Start of Block
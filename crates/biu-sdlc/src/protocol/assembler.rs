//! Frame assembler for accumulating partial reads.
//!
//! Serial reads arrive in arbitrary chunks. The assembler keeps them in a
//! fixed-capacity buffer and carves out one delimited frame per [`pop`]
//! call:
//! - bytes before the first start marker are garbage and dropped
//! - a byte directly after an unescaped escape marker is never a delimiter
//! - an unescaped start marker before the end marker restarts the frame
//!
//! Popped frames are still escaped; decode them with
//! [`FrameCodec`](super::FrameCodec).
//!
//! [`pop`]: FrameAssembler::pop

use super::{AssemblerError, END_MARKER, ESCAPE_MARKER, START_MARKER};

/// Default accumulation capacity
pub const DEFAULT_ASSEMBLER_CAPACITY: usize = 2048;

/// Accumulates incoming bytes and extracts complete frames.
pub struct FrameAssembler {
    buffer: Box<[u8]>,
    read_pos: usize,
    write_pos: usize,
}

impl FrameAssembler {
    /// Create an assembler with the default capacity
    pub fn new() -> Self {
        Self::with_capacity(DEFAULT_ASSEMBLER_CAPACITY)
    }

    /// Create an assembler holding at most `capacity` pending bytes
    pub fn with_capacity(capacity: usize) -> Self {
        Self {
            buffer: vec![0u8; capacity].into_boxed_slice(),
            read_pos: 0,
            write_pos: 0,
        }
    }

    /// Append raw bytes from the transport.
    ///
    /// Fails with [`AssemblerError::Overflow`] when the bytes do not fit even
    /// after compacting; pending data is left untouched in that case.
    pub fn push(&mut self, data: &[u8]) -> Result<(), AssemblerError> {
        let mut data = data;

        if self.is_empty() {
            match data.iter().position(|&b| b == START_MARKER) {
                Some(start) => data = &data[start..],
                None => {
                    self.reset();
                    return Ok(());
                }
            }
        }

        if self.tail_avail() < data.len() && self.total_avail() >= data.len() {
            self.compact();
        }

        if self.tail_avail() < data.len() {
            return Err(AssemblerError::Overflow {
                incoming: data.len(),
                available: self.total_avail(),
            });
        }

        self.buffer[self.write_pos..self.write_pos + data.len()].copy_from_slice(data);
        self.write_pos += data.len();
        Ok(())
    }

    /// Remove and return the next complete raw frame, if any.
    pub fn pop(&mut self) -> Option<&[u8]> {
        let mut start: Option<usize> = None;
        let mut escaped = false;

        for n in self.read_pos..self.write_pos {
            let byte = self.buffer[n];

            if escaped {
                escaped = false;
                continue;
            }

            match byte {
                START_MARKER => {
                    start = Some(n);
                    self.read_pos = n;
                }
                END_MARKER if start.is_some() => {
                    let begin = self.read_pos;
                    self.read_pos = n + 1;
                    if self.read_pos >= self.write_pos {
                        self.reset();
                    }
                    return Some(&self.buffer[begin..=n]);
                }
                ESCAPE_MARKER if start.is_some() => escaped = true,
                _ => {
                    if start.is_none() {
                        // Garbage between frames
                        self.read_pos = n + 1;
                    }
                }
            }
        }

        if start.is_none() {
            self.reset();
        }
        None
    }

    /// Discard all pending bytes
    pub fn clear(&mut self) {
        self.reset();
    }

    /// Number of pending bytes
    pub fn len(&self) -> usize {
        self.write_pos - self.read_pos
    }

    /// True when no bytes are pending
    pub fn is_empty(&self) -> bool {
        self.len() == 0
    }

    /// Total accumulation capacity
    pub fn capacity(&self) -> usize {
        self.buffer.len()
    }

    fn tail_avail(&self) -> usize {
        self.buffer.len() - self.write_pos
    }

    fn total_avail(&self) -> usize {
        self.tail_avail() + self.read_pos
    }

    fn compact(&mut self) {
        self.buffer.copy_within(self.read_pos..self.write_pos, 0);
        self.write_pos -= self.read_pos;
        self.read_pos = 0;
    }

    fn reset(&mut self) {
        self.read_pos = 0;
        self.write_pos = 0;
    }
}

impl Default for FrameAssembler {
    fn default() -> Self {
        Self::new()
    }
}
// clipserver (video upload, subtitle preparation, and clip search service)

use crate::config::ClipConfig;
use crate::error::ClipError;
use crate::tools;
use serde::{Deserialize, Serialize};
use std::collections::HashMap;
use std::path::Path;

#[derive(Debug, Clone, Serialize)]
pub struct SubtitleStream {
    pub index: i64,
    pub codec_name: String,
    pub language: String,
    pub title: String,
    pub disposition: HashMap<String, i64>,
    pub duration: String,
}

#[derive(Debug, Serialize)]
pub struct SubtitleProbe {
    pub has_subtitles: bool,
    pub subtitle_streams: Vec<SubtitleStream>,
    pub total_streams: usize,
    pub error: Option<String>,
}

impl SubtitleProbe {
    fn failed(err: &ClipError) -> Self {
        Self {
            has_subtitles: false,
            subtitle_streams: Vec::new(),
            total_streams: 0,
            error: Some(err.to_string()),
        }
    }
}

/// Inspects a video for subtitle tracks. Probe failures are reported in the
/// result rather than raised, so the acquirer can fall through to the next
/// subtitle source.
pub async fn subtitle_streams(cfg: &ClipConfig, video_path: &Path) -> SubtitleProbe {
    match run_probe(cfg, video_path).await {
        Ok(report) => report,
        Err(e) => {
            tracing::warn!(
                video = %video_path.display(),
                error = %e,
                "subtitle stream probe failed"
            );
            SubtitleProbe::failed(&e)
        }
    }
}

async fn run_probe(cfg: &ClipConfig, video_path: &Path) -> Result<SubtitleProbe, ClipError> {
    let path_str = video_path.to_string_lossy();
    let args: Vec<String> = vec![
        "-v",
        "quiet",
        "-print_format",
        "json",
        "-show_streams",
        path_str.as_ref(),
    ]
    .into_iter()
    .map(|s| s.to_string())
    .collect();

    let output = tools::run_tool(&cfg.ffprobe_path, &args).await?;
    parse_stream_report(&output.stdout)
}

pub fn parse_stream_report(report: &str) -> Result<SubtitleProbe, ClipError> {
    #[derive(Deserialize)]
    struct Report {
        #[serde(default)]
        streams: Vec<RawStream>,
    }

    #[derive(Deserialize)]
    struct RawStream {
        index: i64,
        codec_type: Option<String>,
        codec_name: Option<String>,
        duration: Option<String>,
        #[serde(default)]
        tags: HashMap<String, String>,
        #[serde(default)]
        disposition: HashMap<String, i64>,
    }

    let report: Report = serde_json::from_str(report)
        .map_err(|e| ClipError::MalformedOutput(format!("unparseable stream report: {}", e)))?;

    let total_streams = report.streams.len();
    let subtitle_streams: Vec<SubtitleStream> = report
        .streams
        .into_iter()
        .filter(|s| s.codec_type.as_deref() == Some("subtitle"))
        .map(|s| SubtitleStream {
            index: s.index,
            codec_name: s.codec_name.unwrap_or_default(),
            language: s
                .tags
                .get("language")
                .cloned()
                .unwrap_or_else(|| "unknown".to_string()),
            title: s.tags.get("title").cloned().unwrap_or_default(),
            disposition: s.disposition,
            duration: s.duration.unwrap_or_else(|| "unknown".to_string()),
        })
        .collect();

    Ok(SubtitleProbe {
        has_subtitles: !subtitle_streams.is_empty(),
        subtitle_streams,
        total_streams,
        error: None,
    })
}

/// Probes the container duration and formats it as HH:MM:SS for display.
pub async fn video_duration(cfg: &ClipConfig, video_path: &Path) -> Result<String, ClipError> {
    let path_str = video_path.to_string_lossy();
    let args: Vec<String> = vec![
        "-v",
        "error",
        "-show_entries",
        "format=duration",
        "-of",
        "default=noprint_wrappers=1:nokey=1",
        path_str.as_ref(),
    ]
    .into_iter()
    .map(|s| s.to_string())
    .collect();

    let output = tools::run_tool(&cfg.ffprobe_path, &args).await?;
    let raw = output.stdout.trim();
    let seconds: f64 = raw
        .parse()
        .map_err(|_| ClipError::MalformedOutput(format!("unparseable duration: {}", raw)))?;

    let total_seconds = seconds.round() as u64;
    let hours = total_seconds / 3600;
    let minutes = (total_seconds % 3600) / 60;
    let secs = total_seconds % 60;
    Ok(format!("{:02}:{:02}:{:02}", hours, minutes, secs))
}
End of Block
Find every line in the records above that holds the word "super", and copy each one.

//! [`FrameCodec`](super::FrameCodec).
use super::{AssemblerError, END_MARKER, ESCAPE_MARKER, START_MARKER};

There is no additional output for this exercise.